Blue Velvet (1986) is a mystifying experience. Serving as one of David Lynch’s finest, Blue Velvet utilizes the well-intentioned campiness of an innocent suburbia to unfold a sinister story of terrifying surreal realism. In short: It’s the predecessor to Twin Peaks.
I remember my first experience with Blue Velvet. The theater had gone quiet, the opening sounds of Bobby Vinton’s singing filled the air, and before too long the screen had been kidnapped by the image of a rotting ear buried in a field.
“Yes, that’s a human ear alright,” Detective Williams said, prompting the laughter of about half of the audience. I remember laughing along, thinking that this kind of humor was disarming. I felt safe in the comfort of these silly characters. But this is the effect Blue Velvet has: it thrives on a cognitive dissonance between the intertwined displays of a brutal thriller and a campy suburban flick to lull you into what only appears to be simpleton comfort. This is perhaps best illustrated by Kyle MacLachlan’s Jeffrey Beaumont, our conflicted lead.
Jeffrey is the visage of innocence, thanks both to MacLachlan’s unassuming performance and Lynch’s display of the aforementioned hometown comfort. Yet Jeffrey is a walking contradiction throughout the story, engaging in acts of heroism before succumbing to his own self-interest. One particular point of contention in his characterization is his decision to both avenge Blue Velvet’s victim, Dorothy Vallens (played by Isabella Rossellini), and seduce her.
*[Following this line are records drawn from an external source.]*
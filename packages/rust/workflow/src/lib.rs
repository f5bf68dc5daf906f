//! HTTP workflow trigger.
//!
//! Starts one execution of the configured state machine per landed document by
//! POSTing to an execution endpoint:
//!
//! ```json
//! {
//!   "stateMachine": "docflow-extract",
//!   "name": "42-0190c2e4-...",
//!   "input": "{\"document_id\":\"42\",\"event_type\":\"updated\",\"document_uri\":\"object://...\"}"
//! }
//! ```
//!
//! The response body is decoded as a [`TriggerReceipt`].

use std::time::Duration;

use async_trait::async_trait;
use reqwest::Client;
use serde::Serialize;
use tracing::{info, instrument};
use url::Url;
use uuid::Uuid;

use docflow_shared::{DocflowError, DocumentEventType, Result, TriggerReceipt, WorkflowTrigger};

/// User-Agent string for trigger requests.
const USER_AGENT: &str = concat!("docflow/", env!("CARGO_PKG_VERSION"));

#[derive(Debug, Serialize)]
#[serde(rename_all = "camelCase")]
struct StartExecution<'a> {
    state_machine: &'a str,
    name: String,
    /// JSON-encoded [`ExecutionInput`].
    input: String,
}

#[derive(Debug, Serialize)]
struct ExecutionInput<'a> {
    document_id: &'a str,
    event_type: DocumentEventType,
    document_uri: &'a str,
}

/// [`WorkflowTrigger`] backed by an HTTP execution endpoint.
pub struct HttpWorkflowTrigger {
    client: Client,
    endpoint: Url,
    state_machine: String,
}

impl HttpWorkflowTrigger {
    /// Build a trigger for `endpoint`. An unparsable endpoint is a config error.
    pub fn new(endpoint: &str, state_machine: impl Into<String>, timeout: Duration) -> Result<Self> {
        let endpoint = Url::parse(endpoint).map_err(|e| {
            DocflowError::config(format!("invalid workflow endpoint {endpoint:?}: {e}"))
        })?;

        let client = Client::builder()
            .user_agent(USER_AGENT)
            .timeout(timeout)
            .build()
            .map_err(|e| DocflowError::workflow(format!("failed to build HTTP client: {e}")))?;

        Ok(Self {
            client,
            endpoint,
            state_machine: state_machine.into(),
        })
    }
}

#[async_trait]
impl WorkflowTrigger for HttpWorkflowTrigger {
    #[instrument(skip(self), fields(state_machine = %self.state_machine))]
    async fn trigger(
        &self,
        document_id: &str,
        event_type: DocumentEventType,
        document_uri: &str,
    ) -> Result<TriggerReceipt> {
        let input = serde_json::to_string(&ExecutionInput {
            document_id,
            event_type,
            document_uri,
        })
        .map_err(|e| DocflowError::workflow(format!("failed to encode input: {e}")))?;

        let request = StartExecution {
            state_machine: &self.state_machine,
            name: format!("{document_id}-{}", Uuid::now_v7()),
            input,
        };

        let response = self
            .client
            .post(self.endpoint.as_str())
            .json(&request)
            .send()
            .await
            .map_err(|e| DocflowError::workflow(format!("{}: {e}", self.endpoint)))?;

        let status = response.status();
        if !status.is_success() {
            return Err(DocflowError::workflow(format!(
                "HTTP {} starting execution {}",
                status.as_u16(),
                request.name
            )));
        }

        let receipt: TriggerReceipt = response
            .json()
            .await
            .map_err(|e| DocflowError::workflow(format!("invalid execution receipt: {e}")))?;

        info!(execution_id = %receipt.execution_id, name = %request.name, "workflow started");
        Ok(receipt)
    }
}
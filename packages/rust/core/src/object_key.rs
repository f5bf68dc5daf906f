//! Deterministic object keys for landed payloads.

use chrono::{DateTime, FixedOffset, Utc};

use docflow_shared::{DocflowError, DocumentEventType, Result};

/// Offset of America/Lima (no daylight saving), in seconds west of UTC.
const LIMA_OFFSET_SECS: i32 = 5 * 3600;

/// Source of the current instant, injected so keys can be built against a
/// fixed time in tests.
pub trait Clock: Send + Sync {
    fn now(&self) -> DateTime<Utc>;
}

/// Wall-clock time.
#[derive(Debug, Clone, Copy, Default)]
pub struct SystemClock;

impl Clock for SystemClock {
    fn now(&self) -> DateTime<Utc> {
        Utc::now()
    }
}

/// A clock frozen at one instant.
#[derive(Debug, Clone, Copy)]
pub struct FixedClock(pub DateTime<Utc>);

impl Clock for FixedClock {
    fn now(&self) -> DateTime<Utc> {
        self.0
    }
}

/// The UTC-5 civil offset keys are rendered in.
pub fn lima_offset() -> FixedOffset {
    FixedOffset::west_opt(LIMA_OFFSET_SECS).expect("offset within one day")
}

/// Build the landing key for a document event at `now`.
///
/// `{document_id}_{%Y%m%dT%H%M%S}-0500.json`, with `_deleted` before the
/// extension for deletions. Keys have second resolution, so two events for
/// the same document within one second share a key.
pub fn build_object_key(
    document_id: &str,
    event_type: DocumentEventType,
    now: DateTime<Utc>,
) -> Result<String> {
    if document_id.is_empty() {
        return Err(DocflowError::missing("document_id is required to build a key"));
    }

    let stamp = now.with_timezone(&lima_offset()).format("%Y%m%dT%H%M%S%z");

    match event_type {
        DocumentEventType::Updated => Ok(format!("{document_id}_{stamp}.json")),
        DocumentEventType::Deleted => Ok(format!("{document_id}_{stamp}_deleted.json")),
        other => Err(DocflowError::UnsupportedEventType(other.to_string())),
    }
}
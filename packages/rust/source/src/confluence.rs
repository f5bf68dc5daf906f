//! Confluence Cloud REST client.

use std::sync::Arc;
use std::time::Duration;

use async_trait::async_trait;
use reqwest::Client;
use reqwest::header::ACCEPT;
use serde_json::Value;
use tracing::{debug, instrument};
use url::Url;

use docflow_shared::{ContentMap, ContentSource, DocflowError, Result, SecretStore};

/// User-Agent string for API requests.
const USER_AGENT: &str = concat!("docflow/", env!("CARGO_PKG_VERSION"));

/// Expansions needed downstream: storage body, version number, space details.
const PAGE_EXPAND: &str = "body.storage,version,space";

const USER_KEY: &str = "user_api_mail";
const TOKEN_KEY: &str = "api_token";

/// Fetches pages from `GET {base_url}/rest/api/content/{id}`.
///
/// Credentials are resolved from the secret store on every call, so a rotated
/// token takes effect without rebuilding the client.
pub struct ConfluenceClient {
    client: Client,
    base_url: String,
    secrets: Arc<dyn SecretStore>,
    secret_name: String,
}

impl ConfluenceClient {
    pub fn new(
        base_url: impl Into<String>,
        secrets: Arc<dyn SecretStore>,
        secret_name: impl Into<String>,
        timeout: Duration,
    ) -> Result<Self> {
        let client = Client::builder()
            .user_agent(USER_AGENT)
            .timeout(timeout)
            .build()
            .map_err(|e| {
                DocflowError::content_source(format!("failed to build HTTP client: {e}"))
            })?;

        Ok(Self {
            client,
            base_url: base_url.into().trim_end_matches('/').to_string(),
            secrets,
            secret_name: secret_name.into(),
        })
    }

    fn page_url(&self, document_id: &str) -> Result<Url> {
        let raw = format!("{}/rest/api/content/{document_id}", self.base_url);
        let mut url = Url::parse(&raw)
            .map_err(|e| DocflowError::content_source(format!("invalid page URL {raw}: {e}")))?;
        url.query_pairs_mut().append_pair("expand", PAGE_EXPAND);
        Ok(url)
    }
}

#[async_trait]
impl ContentSource for ConfluenceClient {
    #[instrument(skip(self), fields(base_url = %self.base_url))]
    async fn get_page(&self, document_id: &str) -> Result<ContentMap> {
        let credentials = self.secrets.get_secret(&self.secret_name).await;
        let (user, token) = match (credentials.get(USER_KEY), credentials.get(TOKEN_KEY)) {
            (Some(user), Some(token)) if !user.is_empty() && !token.is_empty() => (user, token),
            _ => {
                return Err(DocflowError::content_source(format!(
                    "credentials '{}' are missing {USER_KEY} or {TOKEN_KEY}",
                    self.secret_name
                )));
            }
        };

        let url = self.page_url(document_id)?;
        debug!(%url, "fetching page");

        let response = self
            .client
            .get(url.as_str())
            .header(ACCEPT, "application/json")
            .basic_auth(user, Some(token))
            .send()
            .await
            .map_err(|e| DocflowError::content_source(format!("page {document_id}: {e}")))?;

        let status = response.status();
        if !status.is_success() {
            return Err(DocflowError::content_source(format!(
                "HTTP {} for page {document_id}",
                status.as_u16()
            )));
        }

        let body: Value = response.json().await.map_err(|e| {
            DocflowError::content_source(format!("page {document_id}: invalid JSON body: {e}"))
        })?;

        match body {
            Value::Object(page) => Ok(page),
            _ => Err(DocflowError::content_source(format!(
                "page {document_id}: expected a JSON object"
            ))),
        }
    }
}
Some viewers have difficulty understanding Jeffrey’s intentions or grappling with the idea that his character goes deeper than a naive surface level, but this is the point of Lynch’s suburbia: The world is meant to appear simple and familiar on the surface, if only to hide something darker below. It’s a misleading effect that ultimately sells his brutal terror in a way that’s unexpected and haunting. And bizarre.
Part of what makes Blue Velvet such a fascinating (and humorous) experience is the way in which Lynch crafts his villains. Throughout all of his work, Lynch has introduced us to murderers and spirits who are not only terrifying in their capacity for evil, but are endlessly intriguing in their mystery. Be it BOB from Twin Peaks or the Mystery Man from Lost Highway, they are characters that present an otherworldly presence so devoid of humanity that we can’t help but dig further in. Frank Booth is no exception.
Dennis Hopper brings a brilliant performance to Frank Booth, Blue Velvet’s principal antagonist. His wild and all-over-the-place persona brings a bizarre and out-of-this-world character to life in a way that is both hauntingly comical and strangely terrifying. I remember the theater erupting to great applause as Frank screams, “FUCK HEINECKEN!” But I had a bit less of a pleasant response as I realized that Frank’s character was animosity incarnate – he was the basest form of a man driven purely by rage and lust.
This is what makes Jeffrey and Frank so fascinating to watch. They are both contradictions to the pure world Blue Velvet struggles to maintain, and they are both driven by the same desire for Dorothy Vallens. Yet there’s an innocence so unique to Jeffrey that reminds us he’s our hero and ultimately distances us from the absurd Frank and his crew, including a character named Paul (played by Jack Nance) whose famous line is “I’m Paul.” These kind of people remind us that we are not them. We are the suburban innocence and we are human.
Jeffrey’s innocence and humanity is likely upheld by his connection to Sandy (played by Laura Dern). Sandy is the upright hero Jeffrey fails to provide, and she’s someone we want Jeffrey to end up with. After all, she’s essentially the girl next door and thereby the embodiment of our familiar suburbia. That being said, Dern is phenomenal in this film, and her onscreen chemistry with MacLachlan is one that never fails to engage the viewer.
There are other outstanding or weird characters in this film, of course. One of my personal favorites is Ben, Frank Booth’s eccentric and otherworldly confidant. His performance of “In Dreams” by Roy Orbison is something that haunts me at least once a week.
The bottom line is this: Blue Velvet is the perfect serving for those who are still reeling from the recent end of Twin Peaks. Whether you’re a longtime fan or a newcomer, its strange approach to creating a world of good and evil is something that will feel like a warm embrace since leaving the Roadhouse. Or for those who are coming into this blind… prepare for an absolute trip in the best way possible.
Regardless of where you’re coming from, just remember: In dreams, I walk with you.